Mui brevemente, aquele povo — ali congregado pela mais viva fé e pela piedade
mais profunda — iria representar um auto sobre o sublime drama do Calvário. Um surdo
murmúrio elevou-se na praça, mas em todos os semblantes estampavam-se sinais do
mais amargo desconsolo.

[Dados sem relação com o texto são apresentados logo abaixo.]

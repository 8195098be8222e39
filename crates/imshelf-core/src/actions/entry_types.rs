//! Detection of entry types the host does not know about.

use std::collections::BTreeSet;

use tracing::info;

use crate::database::ParsedDatabase;
use crate::error::ActionError;
use crate::pipeline::PostOpenAction;
use crate::registry::DatabaseHandle;

/// The standard entry types every host understands.
pub const STANDARD_ENTRY_TYPES: [&str; 14] = [
    "article",
    "book",
    "booklet",
    "conference",
    "inbook",
    "incollection",
    "inproceedings",
    "manual",
    "mastersthesis",
    "misc",
    "phdthesis",
    "proceedings",
    "techreport",
    "unpublished",
];

fn unknown_types(parsed: &ParsedDatabase) -> BTreeSet<String> {
    parsed
        .database
        .entries()
        .iter()
        .map(|entry| entry.entry_type.to_lowercase())
        .filter(|entry_type| !STANDARD_ENTRY_TYPES.contains(&entry_type.as_str()))
        .collect()
}

/// Registers custom entry types found in the file on the handle's metadata,
/// so the host can offer to import their definitions.
pub struct DetectNewEntryTypes;

impl PostOpenAction for DetectNewEntryTypes {
    fn name(&self) -> &'static str {
        "detect_new_entry_types"
    }

    fn is_necessary(&self, parsed: &ParsedDatabase) -> bool {
        !unknown_types(parsed).is_empty()
    }

    fn apply(&self, handle: &DatabaseHandle, parsed: &ParsedDatabase) -> Result<(), ActionError> {
        let found = unknown_types(parsed);
        info!(
            path = %handle.source(),
            types = ?found,
            "registering custom entry types"
        );
        handle.with_meta(|meta| meta.custom_entry_types.extend(found));
        Ok(())
    }
}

E era que os nossos padres, inflamados por um profundo
amor a Deus e pelo fogo de uma ardente caridade, lastimavam-se pelos próprios
pecados, considerando que foram eles, e não o povo judeu, que crucificaram e
maltrataram, de forma tão cruel, Aquele em cujo corpo — coberto de chagas e
destroçado pelos mais atrozes tormentos — estão impressas, com sangrentos
caracteres, estas palavras do Rei profeta: Traspassaram meus pés e mãos e
contaram todos os meus ossos!
Outra
cena, que contrastava, em parte, com a anterior — mas semelhante à primeira em
alguns aspectos —, ocorria, coetaneamente, num quarto baixo da vizinha Rua de
la Merced, consequência dolorosa da fome e da miséria que dizimara a cidade.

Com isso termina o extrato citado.